For connecting between cases I would use SB350 mounted on both cases and as short a cable as is practical between them with SB350 on both ends. You can go smaller but the price delta isn't huge.

For bus bars you can fabricate them or order directly from a metal supply shop.
 
Last edited:
If you are used to 3D printing functional parts (use higher temps and less cooling for better strengths), a 3D printed bus-bar carrier should work out from the mechanical side, though I would avoid PLA.
PETG or ABS would be my choice, though filament is flammable, and could ignite at high temps (loose lug for example). I ordered some flame retardant filament for that purpose, to be on the safe side.

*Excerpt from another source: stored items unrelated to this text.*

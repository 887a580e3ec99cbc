use super::{CredentialsRequest, UserSummary};
use crate::{
    api::error::{ApiError, ErrorBody},
    provider::IdentityProvider,
};
use axum::{Json, extract::Extension};
use serde::Serialize;
use std::sync::Arc;
use tracing::{debug, error, instrument};
use utoipa::ToSchema;

#[derive(ToSchema, Serialize, Debug)]
pub struct LoggedIn {
    token: String,
    user: UserSummary,
}

#[utoipa::path(
    post,
    path = "/auth/login",
    request_body = CredentialsRequest,
    responses (
        (status = 200, description = "Session issued by the identity provider", body = LoggedIn, content_type = "application/json"),
        (status = 400, description = "Missing email or password", body = ErrorBody),
        (status = 401, description = "Unknown account or wrong password, always reported as `invalid credentials`", body = ErrorBody),
        (status = 500, description = "No token issued, or identity provider unreachable", body = ErrorBody),
    ),
    tag = "auth"
)]
#[instrument(skip(provider, payload))]
pub async fn login(
    Extension(provider): Extension<Arc<dyn IdentityProvider>>,
    payload: Option<Json<CredentialsRequest>>,
) -> Result<Json<LoggedIn>, ApiError> {
    let Some(Json(request)) = payload else {
        debug!("login: missing or malformed payload");
        return Err(ApiError::MissingFields);
    };

    let credentials = request.into_credentials()?;

    let session = match provider.sign_in_with_password(&credentials).await {
        Ok(session) => session,
        Err(err) if err.is_rejected() => {
            // Never relay the provider reason; it tells whether the account exists.
            debug!("provider refused login: {err}");
            return Err(ApiError::InvalidCredentials);
        }
        Err(err) => {
            error!("Error signing in: {err}");
            return Err(ApiError::Unexpected(err.to_string()));
        }
    };

    let Some(token) = session.access_token.filter(|token| !token.is_empty()) else {
        error!("provider accepted login but returned no access token");
        return Err(ApiError::NoTokenGenerated);
    };

    Ok(Json(LoggedIn {
        token,
        user: session.user.into(),
    }))
}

I expect FR-ABS to be nasty toxic and difficult to print, an absolute case for an enclosure. We'll see.
 
If your ducks are in a row otherwise, just wanting a neato new toy is all the reason you need, just get the 3D printer and enjoy. No need to find a justification for it.

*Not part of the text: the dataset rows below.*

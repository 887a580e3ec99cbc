//! Serverless adapter.
//!
//! Platforms that invoke a request handler instead of running a listener use
//! [`ServerlessApp`]: it is configured from the environment once, then every
//! invocation goes through [`ServerlessApp::handle`]. Routes, middleware and
//! error mapping are the ones the standalone server mounts; only the greeting
//! on `/` differs.

use crate::{
    api::{Deployment, Gateway},
    cli::{actions::server::Args, commands, dispatch},
};
use anyhow::{Context, Result};
use axum::{Router, body::Body, extract::Request, response::Response};
use tower::ServiceExt;
use tracing::debug;

#[derive(Clone)]
pub struct ServerlessApp {
    router: Router,
}

impl ServerlessApp {
    /// Read the provider configuration from the environment and build the router.
    ///
    /// Uses the same variables and validation as the standalone server
    /// (`SUPABASE_URL`, `SUPABASE_SERVICE_ROLE_KEY`, `SUPABASE_ANON_KEY`, ...).
    ///
    /// # Errors
    /// Returns an error if a required variable is missing or invalid.
    pub fn from_env() -> Result<Self> {
        let matches = commands::new()
            .try_get_matches_from([env!("CARGO_PKG_NAME")])
            .context("serverless configuration is incomplete")?;

        Self::from_args(&dispatch::server_args(&matches)?)
    }

    /// # Errors
    /// Returns an error if the provider HTTP client cannot be built.
    pub fn from_args(args: &Args) -> Result<Self> {
        debug!(provider = %args.provider.url(), "Building serverless gateway");

        Ok(Self::from_gateway(&args.gateway(Deployment::Serverless)?))
    }

    #[must_use]
    pub fn from_gateway(gateway: &Gateway) -> Self {
        Self {
            router: gateway.router(),
        }
    }

    #[must_use]
    pub fn router(&self) -> Router {
        self.router.clone()
    }

    /// Serve a single request.
    pub async fn handle(&self, request: Request<Body>) -> Response {
        match self.router.clone().oneshot(request).await {
            Ok(response) => response,
            Err(never) => match never {},
        }
    }
}

#[cfg(test)]
mod tests {
    use super::*;
    use axum::http::StatusCode;
    use serde_json::Value;

    const PROVIDER_ENV: [&str; 3] = [
        "SUPABASE_URL",
        "SUPABASE_SERVICE_ROLE_KEY",
        "SUPABASE_ANON_KEY",
    ];

    #[test]
    fn missing_configuration_fails_with_diagnostic() {
        temp_env::with_vars_unset(PROVIDER_ENV, || {
            let result = ServerlessApp::from_env();
            assert!(result.is_err());
            if let Err(err) = result {
                let chain = format!("{err:#}");
                assert!(chain.contains("serverless configuration is incomplete"));
                assert!(chain.contains("--supabase-url"));
            }
        });
    }

    #[test]
    fn invalid_url_fails_with_diagnostic() {
        temp_env::with_vars(
            [
                ("SUPABASE_URL", Some("ftp://abc.supabase.co")),
                ("SUPABASE_SERVICE_ROLE_KEY", Some("service")),
                ("SUPABASE_ANON_KEY", Some("anon")),
            ],
            || {
                let result = ServerlessApp::from_env();
                assert!(result.is_err());
                if let Err(err) = result {
                    assert!(format!("{err:#}").contains("must use http or https"));
                }
            },
        );
    }

    #[tokio::test]
    async fn handle_serves_serverless_greeting() -> anyhow::Result<()> {
        let app = temp_env::with_vars(
            [
                ("SUPABASE_URL", Some("https://abc.supabase.co")),
                ("SUPABASE_SERVICE_ROLE_KEY", Some("service")),
                ("SUPABASE_ANON_KEY", Some("anon")),
                ("VET_API_DISABLE_ME", None),
            ],
            ServerlessApp::from_env,
        )?;

        let response = app
            .handle(Request::builder().uri("/").body(Body::empty())?)
            .await;
        assert_eq!(response.status(), StatusCode::OK);

        let bytes = axum::body::to_bytes(response.into_body(), usize::MAX).await?;
        let body: Value = serde_json::from_slice(&bytes)?;
        assert_eq!(body["ok"], true);
        assert_eq!(body["message"], "API running on serverless");
        Ok(())
    }

    #[tokio::test]
    async fn handle_mounts_me_route() -> anyhow::Result<()> {
        let app = temp_env::with_vars(
            [
                ("SUPABASE_URL", Some("https://abc.supabase.co")),
                ("SUPABASE_SERVICE_ROLE_KEY", Some("service")),
                ("SUPABASE_ANON_KEY", Some("anon")),
                ("VET_API_DISABLE_ME", None),
            ],
            ServerlessApp::from_env,
        )?;

        // No bearer token: rejected before any provider call.
        let response = app
            .handle(Request::builder().uri("/me").body(Body::empty())?)
            .await;
        assert_eq!(response.status(), StatusCode::UNAUTHORIZED);

        // The exposed router carries the same routes as `handle`.
        let response = app
            .router()
            .oneshot(Request::builder().uri("/me").body(Body::empty())?)
            .await?;
        assert_eq!(response.status(), StatusCode::UNAUTHORIZED);
        Ok(())
    }
}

My girlfriend looked into 3D printing because she paints models and figurines, and would like to be able to "just" print whatever she wanted herself. About three minutes of research revealed that 3D printing is an entire occupation/hobby/endeavor on it's own, there's no just (implying simple or easily executed) anything about it. Girlfriend said NOPE, no interest in the 3D printing side of it, she only wanted the figurines. Instead she buys what she wants from folks on Etsy. We also have a couple friends who are into 3D printing, and charge reasonable amounts to print whatever she wants. For the amount she prints, she probably came out way ahead on cost too vs. buying a printer and printing herself. Definitely ahead on time.
 
As long as wiring is sized right and your using terminals that will carry the expected current without getting hot, you'll be fine. I designed and 3d printed a power distribution box with out of ABS to charge my Zero with 2 chargers from a 240v source. It has terminals for l1, l2 and N that mount on heat inserted knurled brass threads and splits the grid 240v off to a cable for the onboard charger and for the additional charger. I've used it constantly over the past 4 years without any issues, even at one public charge station with low voltage where it was pulling more amps than I was expecting (the case was hot but the cables and terminals were solid). ABS has the highest glass temp out of the popular filaments, I would stick with that.

I would strongly suggest printing more perimeter lines as thats where your strength really comes from. 1.2mm at a minimum if using .4mm nozzle.